Воины глянули на нее и все разом загоготали. В дранном платье, подпоясанном широким кожаным ремнем она, должно быть, выглядела потешно, поэтому Васико не обидел смех лучников. Ее больше огорчила реакция сотника. Он не смеялся и, вообще, оставил ее позерство без внимания.

– Обоз пришел? – только и спросил он.

– Нет. Я там собрала, – Васико указала на берег.

– А что так мало? – сотник нахмурился и рявкнул. – Скачи обратно и собери еще! До чего же безмозглые эти обозные шлюхи, – добавил он, когда Васико повернулась и с косогора затрусила назад, к берегу.

Воины в сотне снова загоготали. От этого лицо Васико залилось краской, но она сказала себе: «Это ничего, что мой сотник грубый. Главное, что он дал мне задание. А значит я уже в деле. Значит я для них своя».

Когда она набивала четвертый хурджун, раздались первые призывы горнов. Васико вскинула голову и посмотрела туда, откуда доносились звуки. Ордынское войско плотными рядами двинулось от мари к горловине.

В начале сражения, когда кипчаки метались по берегу, численность их войска сложно было определить. Но сейчас, когда оно собралось под бунчуками, стало отчетливо видно, что оно числом значительно превосходит отряд гургана. Даже без хазар брошенных на другом берегу ордынским конников было раза в три больше, чем воинов Мухаммада Джахангира.

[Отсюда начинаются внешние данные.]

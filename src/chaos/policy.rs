//! Decision policies: the *when* of a fault.
//!
//! A policy is consulted once per intercepted operation and yields the
//! fault to inject, if any. All policies are safe to share across tasks;
//! the ones that carry a cursor or counter synchronise internally.

use chrono::{DateTime, Datelike, Utc, Weekday};
use parking_lot::Mutex;
use rand::rngs::StdRng;
use rand::{Rng, SeedableRng};
use std::collections::HashSet;
use std::sync::atomic::{AtomicU64, Ordering};
use std::sync::Arc;
use std::time::Duration;

use super::{Fault, FaultContext, ValidationReport};

/// Decides, per operation, whether to inject a fault and which one.
pub struct Policy {
    kind: Kind,
}

enum Kind {
    Probabilistic {
        probability: f64,
        seed: Option<i64>,
        faults: Vec<Fault>,
        rng: Mutex<StdRng>,
    },
    Deterministic {
        pattern: Pattern,
        fault: Fault,
        cursor: AtomicU64,
    },
    Threshold {
        fault: Fault,
        min_count: u64,
        max_count: Option<u64>,
        not_before: Option<DateTime<Utc>>,
        not_after: Option<DateTime<Utc>>,
        allowed_days: Option<HashSet<Weekday>>,
        counter: AtomicU64,
    },
}

#[derive(Clone, Debug)]
enum Pattern {
    FirstN(u64),
    EveryN(u64),
    Alternate,
    Sequence(Arc<Vec<bool>>),
}

// === impl Policy ===

impl Policy {
    /// Injects `fault` with probability `probability` per evaluation.
    pub fn probabilistic(probability: f64, fault: Fault) -> Self {
        Self::probabilistic_choice(probability, vec![fault])
    }

    /// Injects with probability `probability`, choosing uniformly among
    /// `faults`.
    pub fn probabilistic_choice(probability: f64, faults: Vec<Fault>) -> Self {
        Self {
            kind: Kind::Probabilistic {
                probability,
                seed: None,
                faults,
                rng: Mutex::new(StdRng::from_entropy()),
            },
        }
    }

    /// Seeds the probabilistic generator for reproducible runs. Negative
    /// seeds are rejected by the configuration validator.
    pub fn with_seed(mut self, seed: i64) -> Self {
        if let Kind::Probabilistic {
            seed: slot, rng, ..
        } = &mut self.kind
        {
            *slot = Some(seed);
            if seed >= 0 {
                *rng.get_mut() = StdRng::seed_from_u64(seed as u64);
            }
        }
        self
    }

    /// Cycles an explicit boolean sequence; `true` positions inject.
    pub fn deterministic(sequence: Vec<bool>, fault: Fault) -> Self {
        Self::from_pattern(Pattern::Sequence(Arc::new(sequence)), fault)
    }

    /// Injects on the first `n` evaluations, then never again.
    pub fn fail_first_n(n: u64, fault: Fault) -> Self {
        Self::from_pattern(Pattern::FirstN(n), fault)
    }

    /// Injects on every `n`th evaluation.
    pub fn fail_every_n(n: u64, fault: Fault) -> Self {
        Self::from_pattern(Pattern::EveryN(n), fault)
    }

    /// Injects on every other evaluation, starting with the first.
    pub fn alternate(fault: Fault) -> Self {
        Self::from_pattern(Pattern::Alternate, fault)
    }

    fn from_pattern(pattern: Pattern, fault: Fault) -> Self {
        Self {
            kind: Kind::Deterministic {
                pattern,
                fault,
                cursor: AtomicU64::new(0),
            },
        }
    }

    /// Injects while the evaluation counter lies in `[min_count,
    /// max_count)`. Combine with [`Policy::between`] and
    /// [`Policy::on_days`] to add wall-clock windows.
    pub fn threshold(min_count: u64, max_count: Option<u64>, fault: Fault) -> Self {
        Self {
            kind: Kind::Threshold {
                fault,
                min_count,
                max_count,
                not_before: None,
                not_after: None,
                allowed_days: None,
                counter: AtomicU64::new(0),
            },
        }
    }

    /// Injects on the first `n` evaluations.
    pub fn first_n(n: u64, fault: Fault) -> Self {
        Self::threshold(0, Some(n), fault)
    }

    /// Injects from the `n`th evaluation onward.
    pub fn after_n(n: u64, fault: Fault) -> Self {
        Self::threshold(n, None, fault)
    }

    /// Injects for `duration`, starting now.
    pub fn for_duration(duration: Duration, fault: Fault) -> Self {
        let now = Utc::now();
        Self::threshold(0, None, fault).between(Some(now), Some(now + duration))
    }

    /// Restricts a threshold policy to a wall-clock window.
    pub fn between(mut self, start: Option<DateTime<Utc>>, end: Option<DateTime<Utc>>) -> Self {
        if let Kind::Threshold {
            not_before,
            not_after,
            ..
        } = &mut self.kind
        {
            *not_before = start;
            *not_after = end;
        }
        self
    }

    /// Restricts a threshold policy to the given weekdays.
    pub fn on_days(mut self, days: impl IntoIterator<Item = Weekday>) -> Self {
        if let Kind::Threshold { allowed_days, .. } = &mut self.kind {
            *allowed_days = Some(days.into_iter().collect());
        }
        self
    }

    /// Rewinds cursors and counters (and reseeds a seeded generator) so a
    /// policy can be reused across test runs.
    pub fn reset(&self) {
        match &self.kind {
            Kind::Probabilistic { seed, rng, .. } => {
                if let Some(seed) = seed {
                    if *seed >= 0 {
                        *rng.lock() = StdRng::seed_from_u64(*seed as u64);
                    }
                }
            }
            Kind::Deterministic { cursor, .. } => cursor.store(0, Ordering::Relaxed),
            Kind::Threshold { counter, .. } => counter.store(0, Ordering::Relaxed),
        }
    }

    /// Evaluates the policy for one intercepted operation.
    pub fn decide(&self, _context: &FaultContext) -> Option<Fault> {
        match &self.kind {
            Kind::Probabilistic {
                probability,
                faults,
                rng,
                ..
            } => {
                if faults.is_empty() {
                    return None;
                }
                let mut rng = rng.lock();
                if rng.gen::<f64>() >= *probability {
                    return None;
                }
                let choice = if faults.len() == 1 {
                    0
                } else {
                    rng.gen_range(0..faults.len())
                };
                Some(faults[choice].clone())
            }
            Kind::Deterministic {
                pattern,
                fault,
                cursor,
            } => {
                let n = cursor.fetch_add(1, Ordering::Relaxed);
                let inject = match pattern {
                    Pattern::FirstN(k) => n < *k,
                    Pattern::EveryN(k) => *k != 0 && (n + 1) % *k == 0,
                    Pattern::Alternate => n % 2 == 0,
                    Pattern::Sequence(seq) => {
                        !seq.is_empty() && seq[(n % seq.len() as u64) as usize]
                    }
                };
                inject.then(|| fault.clone())
            }
            Kind::Threshold {
                fault,
                min_count,
                max_count,
                not_before,
                not_after,
                allowed_days,
                counter,
            } => {
                let n = counter.fetch_add(1, Ordering::Relaxed);
                if n < *min_count || max_count.map_or(false, |max| n >= max) {
                    return None;
                }
                let now = Utc::now();
                if not_before.map_or(false, |start| now < start)
                    || not_after.map_or(false, |end| now >= end)
                {
                    return None;
                }
                if let Some(days) = allowed_days {
                    if !days.contains(&now.weekday()) {
                        return None;
                    }
                }
                Some(fault.clone())
            }
        }
    }

    pub(crate) fn check(&self, scope: &str, report: &mut ValidationReport) {
        match &self.kind {
            Kind::Probabilistic {
                probability,
                seed,
                faults,
                ..
            } => {
                if !(0.0..=1.0).contains(probability) {
                    report
                        .errors
                        .push(format!("{scope}: probability {probability} is outside [0, 1]"));
                } else if *probability >= 0.9 {
                    report.warnings.push(format!(
                        "{scope}: probability {probability} will fault nearly every operation"
                    ));
                }
                if let Some(seed) = seed {
                    if *seed < 0 {
                        report.errors.push(format!("{scope}: seed {seed} is negative"));
                    }
                }
                if faults.is_empty() {
                    report
                        .errors
                        .push(format!("{scope}: no fault strategies configured"));
                }
                let mut names = HashSet::new();
                for fault in faults {
                    if !names.insert(fault.name()) {
                        report.errors.push(format!(
                            "{scope}: duplicate strategy name '{}'",
                            fault.name()
                        ));
                    }
                    fault.check(scope, report);
                }
            }
            Kind::Deterministic { pattern, fault, .. } => {
                match pattern {
                    Pattern::Sequence(seq) if seq.is_empty() => {
                        report
                            .errors
                            .push(format!("{scope}: decision sequence is empty"));
                    }
                    Pattern::EveryN(0) => {
                        report
                            .errors
                            .push(format!("{scope}: fail-every-n requires n > 0"));
                    }
                    _ => {}
                }
                fault.check(scope, report);
            }
            Kind::Threshold {
                fault,
                min_count,
                max_count,
                not_before,
                not_after,
                allowed_days,
                ..
            } => {
                if let Some(max) = max_count {
                    if max < min_count {
                        report.errors.push(format!(
                            "{scope}: count bounds are inverted ({min_count} >= {max})"
                        ));
                    }
                }
                if let (Some(start), Some(end)) = (not_before, not_after) {
                    if end <= start {
                        report
                            .errors
                            .push(format!("{scope}: time window is inverted"));
                    }
                }
                if let Some(days) = allowed_days {
                    if days.is_empty() {
                        report
                            .errors
                            .push(format!("{scope}: allowed day-of-week set is empty"));
                    }
                }
                fault.check(scope, report);
            }
        }
    }
}

impl std::fmt::Debug for Policy {
    fn fmt(&self, f: &mut std::fmt::Formatter<'_>) -> std::fmt::Result {
        match &self.kind {
            Kind::Probabilistic { probability, .. } => f
                .debug_struct("Policy::Probabilistic")
                .field("probability", probability)
                .finish_non_exhaustive(),
            Kind::Deterministic { pattern, .. } => f
                .debug_struct("Policy::Deterministic")
                .field("pattern", pattern)
                .finish_non_exhaustive(),
            Kind::Threshold {
                min_count,
                max_count,
                ..
            } => f
                .debug_struct("Policy::Threshold")
                .field("min_count", min_count)
                .field("max_count", max_count)
                .finish_non_exhaustive(),
        }
    }
}
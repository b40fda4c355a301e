//! The background auto-renewal engine.
//!
//! One engine runs per handle, on its own task. Each cycle it sleeps until
//! the renewal interval elapses, refuses to run past the safety threshold,
//! and otherwise renews with bounded exponential retries whose delays are
//! clamped to the remaining safety window. Definitive loss of ownership
//! short-circuits the retries.

use std::sync::Arc;
use std::time::Duration;
use tokio::time;
use tracing::{debug, trace};

use crate::lease::Shared;
use crate::Error;

/// The fraction of the lease duration past which renewal is refused.
pub const DEFAULT_SAFETY_THRESHOLD: f64 = 0.9;

/// Tuning for the auto-renewal engine.
///
/// The engine is configured per manager and validated against each lease's
/// duration at acquisition time.
#[derive(Clone, Debug)]
pub struct RenewalConfig {
    /// Time between renewal cycles. Defaults to two thirds of the lease
    /// duration. Must be shorter than both the duration and the safety
    /// window.
    pub interval: Option<Duration>,

    /// Fraction of the lease duration past which renewal is refused.
    /// Accepted range is `[0.5, 0.95]`.
    pub safety_threshold: f64,

    /// Retries after a failed renewal attempt; the engine makes at most
    /// `max_retries + 1` attempts per cycle.
    pub max_retries: u32,

    /// Base delay before the first retry; subsequent retries double it.
    /// Must not exceed the gap between the interval and the duration.
    pub retry_backoff: Duration,
}

/// A [`RenewalConfig`] resolved against a concrete lease duration.
#[derive(Copy, Clone, Debug)]
pub(crate) struct Plan {
    pub(crate) interval: Duration,
    pub(crate) safety_window: Duration,
    pub(crate) max_retries: u32,
    pub(crate) backoff: Duration,
}

// === impl RenewalConfig ===

impl Default for RenewalConfig {
    fn default() -> Self {
        Self {
            interval: None,
            safety_threshold: DEFAULT_SAFETY_THRESHOLD,
            max_retries: 3,
            retry_backoff: Duration::from_millis(200),
        }
    }
}

impl RenewalConfig {
    /// Resolves this configuration against a lease duration, rejecting
    /// combinations that could schedule work past the safety window.
    pub(crate) fn plan(&self, duration: Duration) -> Result<Plan, Error> {
        if !(0.5..=0.95).contains(&self.safety_threshold) {
            return Err(Error::InvalidArgument(format!(
                "safety threshold must be within [0.5, 0.95], got {}",
                self.safety_threshold,
            )));
        }
        let safety_window = duration.mul_f64(self.safety_threshold);
        let interval = self.interval.unwrap_or(duration * 2 / 3);
        if interval >= duration {
            return Err(Error::InvalidArgument(format!(
                "renewal interval {}ms must be shorter than the lease duration {}ms",
                interval.as_millis(),
                duration.as_millis(),
            )));
        }
        if interval >= safety_window {
            return Err(Error::InvalidArgument(format!(
                "renewal interval {}ms must be shorter than the safety window {}ms",
                interval.as_millis(),
                safety_window.as_millis(),
            )));
        }
        if self.retry_backoff > duration - interval {
            return Err(Error::InvalidArgument(format!(
                "retry backoff {}ms must not exceed the {}ms between renewal and expiry",
                self.retry_backoff.as_millis(),
                (duration - interval).as_millis(),
            )));
        }
        Ok(Plan {
            interval,
            safety_window,
            max_retries: self.max_retries,
            backoff: self.retry_backoff,
        })
    }
}

// === engine ===

pub(crate) fn spawn(shared: Arc<Shared>, plan: Plan) {
    let _task = tokio::spawn(run(shared, plan));
}

async fn run(shared: Arc<Shared>, plan: Plan) {
    let cancel = shared.cancel_token().clone();
    let mut last_attempt = shared.term_started();

    loop {
        tokio::select! {
            biased;
            _ = cancel.cancelled() => return,
            _ = time::sleep_until(last_attempt + plan.interval) => {}
        }

        // Manual renewals restart the term; measure the window from the
        // freshest term start.
        let term_started = shared.term_started();
        if term_started.elapsed() >= plan.safety_window {
            shared.lose("safety threshold exceeded");
            return;
        }

        let attempts = plan.max_retries.saturating_add(1);
        let mut attempt = 1u32;
        loop {
            match shared.renew_once(&cancel).await {
                Ok(Some(_)) => {
                    trace!(attempt, "renewal cycle complete");
                    last_attempt = shared.term_started();
                    break;
                }
                // Infinite leases never start an engine.
                Ok(None) => return,
                // The handle was released out from under the engine.
                Err(Error::Disposed) => return,
                Err(Error::Canceled) if cancel.is_cancelled() => return,
                Err(Error::Lost(reason)) => {
                    shared.emit_renewal_failed(attempt, &Error::Lost(reason.clone()), false);
                    shared.lose(&reason);
                    return;
                }
                Err(error) => {
                    let will_retry = attempt < attempts;
                    shared.emit_renewal_failed(attempt, &error, will_retry);
                    if !will_retry {
                        shared.lose(&format!(
                            "renewal failed after {} retries: {error}",
                            plan.max_retries,
                        ));
                        return;
                    }

                    // Exponential backoff, clamped so no retry is scheduled
                    // past the safety window.
                    let exp = (attempt - 1).min(20);
                    let delay = plan
                        .backoff
                        .checked_mul(1 << exp)
                        .unwrap_or(Duration::MAX)
                        .min(plan.safety_window.saturating_sub(term_started.elapsed()));
                    debug!(attempt, delay_ms = delay.as_millis() as u64, "retrying renewal");
                    tokio::select! {
                        biased;
                        _ = cancel.cancelled() => return,
                        _ = time::sleep(delay) => {}
                    }
                    attempt += 1;
                }
            }
        }
    }
}
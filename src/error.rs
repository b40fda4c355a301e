//! The error taxonomy shared by managers, handles, and backends.

/// Classifies every failure the library can surface.
///
/// Backends normalise their store-native failures into these kinds so that
/// callers never need to inspect store-specific responses. Competition for a
/// resource is *not* an error: acquisition paths report it by returning
/// `Ok(None)`, and [`Error::Conflict`] exists only for stores that model a
/// lost race as a thrown failure (managers recover from it locally).
#[derive(Debug, thiserror::Error)]
pub enum Error {
    /// An acquisition failed for a reason other than competition, such as a
    /// transport fault or an exhausted timeout budget.
    #[error("failed to acquire lease: {0}")]
    Acquisition(String),

    /// The resource is held by another owner.
    ///
    /// Recovered locally by [`LeaseManager::acquire`]; callers of
    /// `try_acquire` see `Ok(None)` instead.
    ///
    /// [`LeaseManager::acquire`]: crate::LeaseManager::acquire
    #[error("lease is held by another owner")]
    Conflict,

    /// A renewal attempt failed without proving loss of ownership. The
    /// renewal engine retries these.
    #[error("failed to renew lease: {0}")]
    Renewal(String),

    /// Ownership of the lease has definitively been lost: the store no
    /// longer recognises the lease id, retries were exhausted, or the
    /// safety threshold forbade another attempt. Terminal for the handle.
    #[error("lease lost: {0}")]
    Lost(String),

    /// The coordination store could not be reached or refused the request
    /// for an infrastructure reason.
    #[error("coordination store unavailable: {0}")]
    Unavailable(String),

    /// The operation targeted a handle that has already been released.
    #[error("lease handle has been released")]
    Disposed,

    /// The caller's cancellation handle fired while the operation was in
    /// flight.
    #[error("operation canceled")]
    Canceled,

    /// An input failed validation before any store call was made.
    #[error("invalid argument: {0}")]
    InvalidArgument(String),
}

impl Error {
    /// Returns true if this error conveys normal competition rather than an
    /// infrastructure failure.
    pub fn is_conflict(&self) -> bool {
        matches!(self, Error::Conflict)
    }

    /// Returns true if this error is terminal for the owning handle.
    pub fn is_lost(&self) -> bool {
        matches!(self, Error::Lost(_))
    }
}
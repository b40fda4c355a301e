//! The atomic key-value protocol, for stores with set-if-absent and
//! scripted compare-and-modify primitives.
//!
//! Acquisition is a single `SET key=lease_id NX PX=duration` round; renewal
//! and release are compare-and-expire / compare-and-delete scripts keyed by
//! the lease id. Because the store expires the key on its own clock, the
//! reported validity is shortened by a drift allowance so a holder never
//! believes it owns a lease the store has already expired.

use chrono::{DateTime, Utc};
use std::time::Duration;
use tokio_util::sync::CancellationToken;
use tracing::{debug, warn};

use super::{expiry_after, with_cancel, AcquireRequest, Acquired, Backend, ResourceName, StoreError};
use crate::Error;

/// The key-value operations this backend drives. All four must be atomic at
/// the store.
#[async_trait::async_trait]
pub trait KvStore: Send + Sync + 'static {
    /// Sets `key` to `value` with the given time-to-live only if the key is
    /// absent. Returns false when the key exists.
    async fn put_if_absent(
        &self,
        key: &str,
        value: &str,
        ttl: Option<Duration>,
    ) -> Result<bool, StoreError>;

    /// Resets the key's time-to-live only if its value equals `value`.
    /// Returns false otherwise.
    async fn extend_if_value(
        &self,
        key: &str,
        value: &str,
        ttl: Option<Duration>,
    ) -> Result<bool, StoreError>;

    /// Deletes the key only if its value equals `value`. Returns false
    /// otherwise.
    async fn delete_if_value(&self, key: &str, value: &str) -> Result<bool, StoreError>;

    /// Deletes the key unconditionally.
    async fn delete(&self, key: &str) -> Result<(), StoreError>;
}

/// Configuration for [`AtomicKvBackend`].
#[derive(Clone, Debug)]
pub struct AtomicKvOptions {
    /// Fraction of the nominal duration surrendered to clock drift.
    pub drift_factor: f64,

    /// Fixed drift allowance added on top of the factor.
    pub drift_constant: Duration,

    /// The effective validity an acquisition must clear; acquisitions whose
    /// drift-adjusted validity falls at or below this are undone and
    /// reported as unacquired.
    pub min_validity: Duration,
}

/// Drives a [`KvStore`].
pub struct AtomicKvBackend<S> {
    store: S,
    options: AtomicKvOptions,
}

// === impl AtomicKvOptions ===

impl Default for AtomicKvOptions {
    fn default() -> Self {
        Self {
            drift_factor: 0.01,
            drift_constant: Duration::from_millis(2),
            min_validity: Duration::ZERO,
        }
    }
}

// === impl AtomicKvBackend ===

impl<S: KvStore> AtomicKvBackend<S> {
    /// Wraps a store adapter with default options.
    pub fn new(store: S) -> Self {
        Self::with_options(store, AtomicKvOptions::default())
    }

    /// Wraps a store adapter.
    pub fn with_options(store: S, options: AtomicKvOptions) -> Self {
        Self { store, options }
    }

    /// The drift-adjusted validity of a nominal duration, or `None` when
    /// the drift allowance consumes more than the lease grants.
    fn effective_validity(&self, duration: Duration) -> Option<Duration> {
        let drift = duration.mul_f64(self.options.drift_factor) + self.options.drift_constant;
        let validity = duration.checked_sub(drift)?;
        (validity > self.options.min_validity).then_some(validity)
    }
}

#[async_trait::async_trait]
impl<S: KvStore> Backend for AtomicKvBackend<S> {
    async fn acquire(
        &self,
        request: &AcquireRequest,
        cancel: &CancellationToken,
    ) -> Result<Option<Acquired>, Error> {
        let key = request.resource.key();
        let lease_id = uuid::Uuid::new_v4().to_string();
        let now = Utc::now();

        let set = with_cancel(cancel, self.store.put_if_absent(key, &lease_id, request.duration))
            .await?
            .map_err(|e| Error::Unavailable(e.to_string()))?;
        if !set {
            debug!(resource = %request.resource, "key already leased");
            return Ok(None);
        }

        let validity = match request.duration {
            None => None,
            Some(duration) => match self.effective_validity(duration) {
                Some(validity) => Some(validity),
                None => {
                    warn!(
                        resource = %request.resource,
                        duration_ms = duration.as_millis() as u64,
                        "lease duration does not clear the clock-drift allowance; undoing acquisition"
                    );
                    // Best effort: the key expires on its own if this fails.
                    let _ = with_cancel(cancel, self.store.delete_if_value(key, &lease_id)).await;
                    return Ok(None);
                }
            },
        };

        debug!(resource = %request.resource, %lease_id, "acquired key lease");
        Ok(Some(Acquired {
            lease_id,
            resource: request.resource.clone(),
            owner_tag: request.owner_tag.clone(),
            acquired_at: now,
            expires_at: validity.map(|v| expiry_after(now, v)),
            duration: request.duration,
        }))
    }

    async fn renew(
        &self,
        resource: &ResourceName,
        lease_id: &str,
        duration: Duration,
        cancel: &CancellationToken,
    ) -> Result<DateTime<Utc>, Error> {
        let now = Utc::now();
        let extended = with_cancel(
            cancel,
            self.store
                .extend_if_value(resource.key(), lease_id, Some(duration)),
        )
        .await?
        .map_err(|e| Error::Unavailable(e.to_string()))?;

        if !extended {
            return Err(Error::Lost(format!(
                "key for '{resource}' no longer carries this lease id"
            )));
        }
        let validity = self.effective_validity(duration).ok_or_else(|| {
            Error::InvalidArgument(format!(
                "lease duration {}ms does not clear the clock-drift allowance",
                duration.as_millis(),
            ))
        })?;
        Ok(expiry_after(now, validity))
    }

    async fn release(
        &self,
        resource: &ResourceName,
        lease_id: &str,
        cancel: &CancellationToken,
    ) -> Result<(), Error> {
        // False means the key is gone or re-owned, which is a successful
        // release either way.
        with_cancel(cancel, self.store.delete_if_value(resource.key(), lease_id))
            .await?
            .map_err(|e| Error::Unavailable(e.to_string()))?;
        Ok(())
    }

    async fn break_lease(
        &self,
        resource: &ResourceName,
        cancel: &CancellationToken,
    ) -> Result<(), Error> {
        with_cancel(cancel, self.store.delete(resource.key()))
            .await?
            .map_err(|e| Error::Unavailable(e.to_string()))?;
        Ok(())
    }
}

#[cfg(test)]
mod test {
    use super::*;

    fn backend() -> AtomicKvBackend<crate::backend::memory::InMemoryKvStore> {
        AtomicKvBackend::new(crate::backend::memory::InMemoryKvStore::new())
    }

    #[test]
    fn validity_is_shortened_by_drift() {
        let backend = backend();
        let validity = backend
            .effective_validity(Duration::from_secs(10))
            .expect("valid");
        // 10s - (1% of 10s + 2ms)
        assert_eq!(validity, Duration::from_millis(9898));
    }

    #[test]
    fn validity_must_clear_the_minimum() {
        let store = crate::backend::memory::InMemoryKvStore::new();
        let backend = AtomicKvBackend::with_options(
            store,
            AtomicKvOptions {
                drift_factor: 0.01,
                drift_constant: Duration::from_millis(2),
                min_validity: Duration::from_secs(5),
            },
        );
        assert!(backend.effective_validity(Duration::from_secs(5)).is_none());
        assert!(backend.effective_validity(Duration::from_secs(6)).is_some());
    }

    #[tokio::test]
    async fn acquisition_below_minimum_validity_is_undone() {
        let store = crate::backend::memory::InMemoryKvStore::new();
        let strict = AtomicKvBackend::with_options(
            store.clone(),
            AtomicKvOptions {
                drift_factor: 0.5,
                drift_constant: Duration::from_millis(0),
                min_validity: Duration::from_secs(30),
            },
        );
        let cancel = CancellationToken::new();
        let request = AcquireRequest {
            resource: ResourceName::new("res-kv").expect("name"),
            duration: Some(Duration::from_secs(40)),
            owner_tag: None,
            metadata: Default::default(),
        };

        let got = strict.acquire(&request, &cancel).await.expect("acquire");
        assert!(got.is_none(), "validity 20s does not clear 30s minimum");

        // The undo leaves the key free for a properly-configured acquirer.
        let relaxed = AtomicKvBackend::new(store);
        let got = relaxed.acquire(&request, &cancel).await.expect("acquire");
        assert!(got.is_some(), "undone acquisition must not hold the key");
    }
}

Васико наблюдала за выдвижением ордынцев с берега, а с другого конца равнины за выступлением своих подданных наблюдал хан Каганбек. С высокого места на пригорке, где он стоял в окружении своих есаулов, численное превосходство его войска виделось еще отчетливей, но это его почему-то не радовало. Он хранил печальный вид.

«Да, людей у меня хватает, но это мало что решает. Молодой гурган очень удачно расположил свои отряды. Чтобы достать его, надо войти в узкую горловину меж двух холмов, и там я буду лишен возможности маневра. Бесспорно, юноша смышлен, что-то перепало ему от отцовских талантов».

Хан Каганбек направил свое войско в горловину и теперь с печальным видом наблюдал за его движением. Да, ловок, смышлен сынок у хромого Тимура. Сколько славных кипчакских воинов погибнут, прежде чем отряды Каганбека пробьются сквозь ряды мечников. Сколько удальцов насадятся на пики копейщиков, поставленных гурганом позади мечников. Кроме того, сынок Тимура посадил на склонах холмов отряды лучников. Сколько всадников снимут их стрелы с седел, прежде, чем удастся достигнуть цели. И удастся ли? Да, молодой гурган, совсем еще мальчишка, но принудил старого, опытного воина, коим был хан Каганбек к действиям, не сулившим выгод.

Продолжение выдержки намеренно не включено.